How can I prevent a Hadoop or Spark job's user cache from consuming too much disk space in Amazon EMR?
The user cache for my Apache Hadoop or Apache Spark job is taking up all the disk space on the partition. The Amazon EMR job is failing or the HDFS NameNode service is in safe mode.
Short description
On an Amazon EMR cluster, YARN is configured to allow jobs to write cache data to /mnt/yarn/usercache. When you process a large amount of data or run multiple concurrent jobs, the /mnt file system can fill up. This causes node manager failures on some nodes, which then causes the job to freeze or fail.
Use one of the following methods to resolve this problem:
- Adjust the user cache retention settings for YARN NodeManager. Choose this option if you don't have long-running jobs or streaming jobs.
- Scale up the Amazon Elastic Block Store (Amazon EBS) volumes. Choose this option if you have long-running jobs or streaming jobs.
Resolution
Option 1: Adjust the user cache retention settings for NodeManager
The following attributes define the cache cleanup settings:
- yarn.nodemanager.localizer.cache.cleanup.interval-ms: This is the cache cleanup interval. The default value is 600,000 milliseconds. After this interval—and if the cache size exceeds the value set in yarn.nodemanager.localizer.cache.target-size-mb—files that aren't in use by running containers are deleted.
- yarn.nodemanager.localizer.cache.target-size-mb: This is the maximum disk space allowed for the cache. The default value is 10,240 MB. When the cache disk size exceeds this value, files that aren't in use by running containers are deleted on the interval set in yarn.nodemanager.localizer.cache.cleanup.interval-ms.
To set the cleanup interval and maximum disk space size on a running cluster:
1. Open /etc/hadoop/conf/yarn-site.xml on each core and task node, and then reduce the values for yarn.nodemanager.localizer.cache.cleanup.interval and yarn.nodemanager.localizer.cache.target-size-mb. For example:
sudo vim /etc/hadoop/conf/yarn-site.xml yarn.nodemanager.localizer.cache.cleanup.interval-ms 400000 yarn.nodemanager.localizer.cache.target-size-mb 5120
2. To restart the NodeManager service, run the following commands on each core and task node:
sudo stop hadoop-yarn-nodemanager sudo start hadoop-yarn-nodemanager
Note: In Amazon EMR release versions 5.21.0 and later, you can also use a configuration object, similar to the following, to override the cluster configuration or specify additional configuration classifications for a running cluster. For more information, see Reconfigure an instance group in a running cluster.
To set the cleanup interval and maximum disk space size on a new cluster, add a configuration object similar to the following when you launch the cluster:
[ { "Classification": "yarn-site", "Properties": { "yarn.nodemanager.localizer.cache.cleanup.interval-ms": "400000", "yarn.nodemanager.localizer.cache.target-size-mb": "5120" } } ]

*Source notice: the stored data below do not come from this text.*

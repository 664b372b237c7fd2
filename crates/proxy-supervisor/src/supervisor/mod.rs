//! Single-child process supervisor built as an actor
//!
//! ## Structure
//!
//! - One actor task owns every piece of mutable state: the live child handle,
//!   the restart policy, the shutdown flags and the state machine.
//! - Child exits, timers, file changes, OS signals and handle requests all
//!   arrive as [`SupervisorEvent`](events::SupervisorEvent)s on one channel.
//! - [`SupervisorHandle`] is the public API. It only posts events and reads
//!   the published [`SupervisorStatus`].
//!
//! ## Timers
//!
//! Restart delays and grace windows are sleep tasks that post an event when
//! they fire. They are never cancelled. Instead every handler checks whether
//! the event still applies: a restart timer is dropped once shutdown began, a
//! grace timer is dropped once its child generation is gone.
//!
//! ## Restarts
//!
//! | Cause | Counted | Sequence |
//! |-------|---------|----------|
//! | Crash or spawn failure | yes | wait `restart.delay`, spawn |
//! | Watched file changed | no | SIGTERM, SIGKILL after `restart_grace_timeout`, spawn on exit |
//!
//! The attempt counter resets once a child has stayed up for
//! `restart.reset_after`. When it exceeds `restart.max_attempts` the
//! supervisor terminates with [`SupervisorOutcome::Exhausted`].
//!
//! ## Shutdown
//!
//! SIGINT/SIGTERM, stdin EOF (if configured) or
//! [`SupervisorHandle::request_shutdown`] send SIGTERM to the child and
//! escalate to SIGKILL after `shutdown.grace_timeout`. The supervisor then
//! terminates with [`SupervisorOutcome::Graceful`].

mod actor;
mod child;
pub(crate) mod events;
mod handle;
mod types;


pub use handle::SupervisorHandle;
pub use types::{
    ShutdownSource, SupervisorOutcome, SupervisorReport, SupervisorStatus,
};

use crate::config::SupervisorConfig;
use crate::signals::ShutdownSignals;
use actor::SupervisorActor;
use events::SupervisorEvent;
use proxy_common::{Result, ResultExt};
use proxy_stdio::{StdioBridge, StdioEndpoints};
use proxy_watch::{FileWatcher, WatchOptions};
use tokio::sync::{mpsc, watch};
use tracing::{info, warn};

/// Builder for a supervisor. Nothing happens until [`start`](Self::start).
#[derive(Debug)]
pub struct ProcessSupervisor {
    config: SupervisorConfig,
    endpoints: Option<StdioEndpoints>,
    handle_signals: bool,
}

impl ProcessSupervisor {
    pub fn new(config: SupervisorConfig) -> Self {
        Self {
            config,
            endpoints: None,
            handle_signals: true,
        }
    }

    /// Bridge the child to these streams instead of the process's own stdio.
    pub fn with_stdio(mut self, endpoints: StdioEndpoints) -> Self {
        self.endpoints = Some(endpoints);
        self
    }

    /// Do not install SIGINT/SIGTERM handlers; shutdown then only comes
    /// through the handle or stdin EOF.
    pub fn without_signal_handlers(mut self) -> Self {
        self.handle_signals = false;
        self
    }

    /// Register signal handlers, spawn the first child, start the watcher and
    /// hand the rest to the actor task.
    ///
    /// Only a failure to install the signal handlers is an error. A failed
    /// first spawn goes through the normal restart path.
    pub async fn start(self) -> Result<SupervisorHandle> {
        let signals = if self.handle_signals {
            Some(ShutdownSignals::register().context("Failed to start supervisor")?)
        } else {
            None
        };

        let (events_tx, events_rx) = mpsc::unbounded_channel();
        let (status_tx, status_rx) = watch::channel(SupervisorStatus::default());

        let config = self.config;
        let bridge = StdioBridge::new(self.endpoints.unwrap_or_else(StdioEndpoints::inherit));
        let mut actor = SupervisorActor::new(config.clone(), bridge, events_tx.clone(), status_tx);

        if let Some(mut signals) = signals {
            let tx = events_tx.clone();
            actor.add_aux_task(tokio::spawn(async move {
                while let Some(name) = signals.recv().await {
                    let event = SupervisorEvent::ShutdownRequested {
                        source: ShutdownSource::Signal(name),
                    };
                    if tx.send(event).is_err() {
                        break;
                    }
                }
            }));
        }

        if config.stdio.shutdown_on_stdin_eof {
            let input_closed = actor.bridge().input_closed();
            let tx = events_tx.clone();
            actor.add_aux_task(tokio::spawn(async move {
                input_closed.cancelled().await;
                info!("Supervisor stdin closed");
                let _ = tx.send(SupervisorEvent::ShutdownRequested {
                    source: ShutdownSource::StdinClosed,
                });
            }));
        }

        info!("Starting supervisor");
        actor.spawn_target();

        let mut watch_directory = None;
        if config.watch.enabled && !actor.is_finished() {
            if let Some(watcher) = start_watcher(&config, events_tx.clone()) {
                watch_directory = Some(watcher.directory().to_path_buf());
                actor.set_watcher(watcher);
            }
        }

        actor.publish_status();
        let task = tokio::spawn(actor.run(events_rx));

        Ok(SupervisorHandle::new(events_tx, status_rx, watch_directory, task))
    }
}

fn start_watcher(
    config: &SupervisorConfig,
    events_tx: mpsc::UnboundedSender<SupervisorEvent>,
) -> Option<FileWatcher> {
    let directory = match config.watch_directory() {
        Ok(directory) => directory,
        Err(e) => {
            warn!("Cannot determine watch directory, file watching disabled: {:#}", e);
            return None;
        }
    };

    let options = WatchOptions {
        extensions: config.watch.extensions.clone(),
        debounce: config.watch.debounce,
    };

    let started = FileWatcher::start(&directory, options, move |path| {
        events_tx.send(SupervisorEvent::FileChanged { path }).is_ok()
    });

    match started {
        Ok(watcher) => {
            info!(
                extensions = ?config.watch.extensions,
                "Watching {} for changes",
                directory.display()
            );
            Some(watcher)
        }
        Err(e) => {
            warn!("{}, file watching disabled", e);
            None
        }
    }
}
//! Process execution primitives.

use proxy_common::{ProcessError, ProcessResult};
use std::path::Path;
use std::process::Stdio;
use tokio::process::{Child, Command};
use tracing::debug;

/// Spawn `executable` with `args`, piping stdin, stdout and stderr.
///
/// The child is placed in its own process group so a terminal Ctrl-C is
/// delivered to the supervisor only; the supervisor then decides how the
/// child is stopped. Dropping the returned [`Child`] does not kill it.
pub fn spawn_piped(
    executable: &str,
    args: &[String],
    working_directory: Option<&Path>,
) -> ProcessResult<Child> {
    let mut cmd = Command::new(executable);
    cmd.args(args)
        .stdin(Stdio::piped())
        .stdout(Stdio::piped())
        .stderr(Stdio::piped())
        .kill_on_drop(false);

    if let Some(dir) = working_directory {
        cmd.current_dir(dir);
    }

    #[cfg(unix)]
    {
        cmd.process_group(0);
    }

    #[cfg(windows)]
    {
        const CREATE_NEW_PROCESS_GROUP: u32 = 0x00000200;
        cmd.creation_flags(CREATE_NEW_PROCESS_GROUP);
    }

    let child = cmd
        .spawn()
        .map_err(|e| ProcessError::spawn_failed(executable, e.to_string()))?;

    debug!(pid = ?child.id(), executable, "Spawned piped child process");
    Ok(child)
}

Remember that the deletion service doesn't complete on running containers. This means that even after you adjust the user cache retention settings, data might still be spilling to the following path and filling up the file system:
{'yarn.nodemanager.local-dirs'}/usercache/user/appcache/application_id ,
Option 2: Scale up the EBS volumes on the EMR cluster nodes
To scale up storage on a running EMR cluster, see Dynamically scale up storage on Amazon EMR clusters.
To scale up storage on a new EMR cluster, specify a larger volume size when you create the EMR cluster. You can also do this when you add nodes to an existing cluster:
- Amazon EMR release version 5.22.0 and later: The default amount of EBS storage increases based on the size of the Amazon Elastic Compute Cloud (Amazon EC2) instance. For more information about the amount of storage and number of volumes allocated by default for each instance type, see Default Amazon EBS storage for instances.
- Amazon EMR release versions 5.21 and earlier: The default EBS volume size is 32 GB. Of this amount, 27 GB is reserved for the /mnt partition. HDFS, YARN, the user cache, and all applications use the /mnt partition. Increase the size of your EBS volume as needed (for example, 100-500 GB or more). You can also specify multiple EBS volumes. Multiple EBS volumes will be mounted as /mnt1, /mnt2, and so on.
For Spark streaming jobs, you can also perform an unpersist ( RDD.unpersist()) when processing is done and the data is no longer needed. Or, explicitly call System.gc() in Scala ( sc._jvm.System.gc() in Python) to start JVM garbage collection and remove the intermediate shuffle files.